A Canberra, nell’Australia occidentale, le autorità hanno detto stop alle immersioni dentro le gabbie organizzate per provare il brivido di vedere da vicino il grande Squalo Bianco, uno dei predatori più feroci del nostro pianeta. Le autorità hanno introdotto un nuovo regolamento che ha vietato questa pericolosa pratica dopo che lo scorso anno, da marzo a settembre, si sono registrati ben 4 attacchi mortali nelle spiagge della regione.

La mancanza di luoghi in cui gli squali si possano incontrare naturalmente ha costretto negli anni gli operatori subacquei locali ad attirare i grandi predatori attraverso esche che però hanno avuto sugli animali l’effetto di cambiare le loro abitudini predatorie spingendoli in acque che normalmente non frequentano.

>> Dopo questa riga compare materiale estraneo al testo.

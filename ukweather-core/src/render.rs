//! Markdown and JSON rendering of forecast documents.
//!
//! Both formats are bounded by [`CHARACTER_LIMIT`]. Output is a pure function of
//! the document, granularity and format; nothing here reads the clock.

use chrono::SecondsFormat;
use serde::{Deserialize, Serialize};

use crate::{
    document::{ForecastDocument, Parameter, ParameterValue, TimeStep},
    model::{Granularity, ResponseFormat},
    weather_code,
};

/// Maximum size of any rendered result, in characters.
pub const CHARACTER_LIMIT: usize = 25_000;

/// Appended to Markdown cut at [`CHARACTER_LIMIT`].
pub const MARKDOWN_TRUNCATION_NOTICE: &str = "\n\n---\n\n**Response truncated** \
(exceeded 25000 character limit). Request the daily forecast for a shorter series, \
or use JSON format for machine-readable data.";

/// Top-level `truncation` object added to JSON output that lost time steps.
#[derive(Debug, Clone, Copy, PartialEq, Eq, Serialize, Deserialize)]
pub struct TruncationMarker {
    pub truncated: bool,
    pub returned_steps: usize,
    pub total_steps: usize,
    pub character_limit: usize,
}

#[derive(Serialize)]
struct TruncatedDocument<'a> {
    #[serde(flatten)]
    document: &'a ForecastDocument,
    truncation: TruncationMarker,
}

#[derive(Serialize)]
struct BareMarker {
    truncation: TruncationMarker,
}

pub fn render(
    document: &ForecastDocument,
    granularity: Granularity,
    format: ResponseFormat,
) -> Result<String, serde_json::Error> {
    match format {
        ResponseFormat::Markdown => Ok(render_markdown(document, granularity)),
        ResponseFormat::Json => render_json(document),
    }
}

pub fn render_markdown(document: &ForecastDocument, granularity: Granularity) -> String {
    let Some(feature) = document.first_feature() else {
        return "No weather data available.".to_string();
    };

    let time_series = &feature.properties.time_series;
    if time_series.is_empty() {
        return "No forecast data available.".to_string();
    }

    let mut lines = vec![format!("# Weather Forecast ({})", granularity.label())];

    let position = match (feature.latitude(), feature.longitude()) {
        (Some(lat), Some(lon)) => Some(format_position(lat, lon)),
        _ => None,
    };
    match (feature.location_name(), position) {
        (Some(name), Some(position)) => lines.push(format!("**Location:** {name} ({position})")),
        (Some(name), None) => lines.push(format!("**Location:** {name}")),
        (None, Some(position)) => lines.push(format!("**Location:** {position}")),
        (None, None) => {}
    }
    if let Some(run) = feature.model_run_date() {
        lines.push(format!("**Model run:** {run}"));
    }
    lines.push(format!("**Forecast periods:** {}", time_series.len()));
    lines.push(String::new());

    let shown = granularity
        .markdown_step_limit()
        .map_or(time_series.len(), |limit| limit.min(time_series.len()));

    for step in &time_series[..shown] {
        render_step(&mut lines, step, granularity);
    }

    if shown < time_series.len() {
        lines.push(format!(
            "*Showing first {shown} of {} forecast periods. Use JSON format for complete data.*",
            time_series.len()
        ));
    }

    cap_markdown(lines.join("\n"))
}

fn render_step(lines: &mut Vec<String>, step: &TimeStep, granularity: Granularity) {
    lines.push(format!(
        "## {}",
        step.time.instant().to_rfc3339_opts(SecondsFormat::Secs, true)
    ));

    for (parameter, value) in step.parameters(granularity).iter() {
        let rendered = match value {
            Some(value) => format_value(parameter, value),
            None => "n/a".to_string(),
        };
        lines.push(format!("- **{}:** {rendered}", parameter.label()));
    }

    lines.push(String::new());
}

fn format_value(parameter: Parameter, value: ParameterValue) -> String {
    if parameter == Parameter::WeatherCode {
        return match value.as_code() {
            Some(code) => format!("{} (code {code})", weather_code::describe(code)),
            None => value.to_string(),
        };
    }

    match parameter.unit() {
        "" => value.to_string(),
        unit => format!("{value} {unit}"),
    }
}

fn format_position(lat: f64, lon: f64) -> String {
    let ns = if lat < 0.0 { 'S' } else { 'N' };
    let ew = if lon < 0.0 { 'W' } else { 'E' };
    format!("{:.4}°{ns}, {:.4}°{ew}", lat.abs(), lon.abs())
}

/// Cut at a line boundary so that content plus notice fits the limit.
fn cap_markdown(content: String) -> String {
    if content.chars().count() <= CHARACTER_LIMIT {
        return content;
    }

    let budget = CHARACTER_LIMIT - MARKDOWN_TRUNCATION_NOTICE.chars().count();
    let cut = content
        .char_indices()
        .nth(budget)
        .map_or(content.len(), |(idx, _)| idx);

    let mut kept = &content[..cut];
    if let Some(newline) = kept.rfind('\n') {
        kept = &kept[..newline];
    }

    format!("{kept}{MARKDOWN_TRUNCATION_NOTICE}")
}

/// Full document, pretty-printed. Over the limit, keeps the longest prefix of
/// every time series that fits and adds a [`TruncationMarker`].
pub fn render_json(document: &ForecastDocument) -> Result<String, serde_json::Error> {
    let full = serde_json::to_string_pretty(document)?;
    if full.chars().count() <= CHARACTER_LIMIT {
        return Ok(full);
    }

    let longest = document
        .features
        .iter()
        .map(|feature| feature.properties.time_series.len())
        .max()
        .unwrap_or(0);

    // Size grows with the number of kept steps, so search for the largest fit.
    let mut best = None;
    let (mut lo, mut hi) = (0, longest);
    while lo < hi {
        let mid = lo + (hi - lo) / 2;
        let candidate = truncated_json(document, mid)?;
        if candidate.chars().count() <= CHARACTER_LIMIT {
            best = Some(candidate);
            lo = mid + 1;
        } else {
            hi = mid;
        }
    }

    match best {
        Some(json) => Ok(json),
        None => serde_json::to_string_pretty(&BareMarker {
            truncation: TruncationMarker {
                truncated: true,
                returned_steps: 0,
                total_steps: document.total_steps(),
                character_limit: CHARACTER_LIMIT,
            },
        }),
    }
}

fn truncated_json(document: &ForecastDocument, steps: usize) -> Result<String, serde_json::Error> {
    let kept = document.truncated(steps);
    let wrapper = TruncatedDocument {
        document: &kept,
        truncation: TruncationMarker {
            truncated: true,
            returned_steps: kept.total_steps(),
            total_steps: document.total_steps(),
            character_limit: CHARACTER_LIMIT,
        },
    };
    serde_json::to_string_pretty(&wrapper)
}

Il Comitato scientifico del Commonwealth, infatti, in uno studio condotto nei siti dell’Australia Occidentale dove sono utilizzate le shark cage, ha scoperto che gli squali bianchi presenti nell’area di studio hanno modificato il loro comportamento per ridistribuirsi nelle aree di adescamento dove è più facile trovare cibo.

«A causa dell’aumento degli incidenti, negli ultimi 4 anni abbiamo investito ben 14 milioni di dollari per garantire la sicurezza delle spiagge – ha dichiarato il Ministro per la pesca Norman Moore – ma il governo ora non può più consentire attività che mettano deliberatamente in pericolo la vita delle persone. Per questo abbiamo deciso di vietare le immersioni con le gabbie».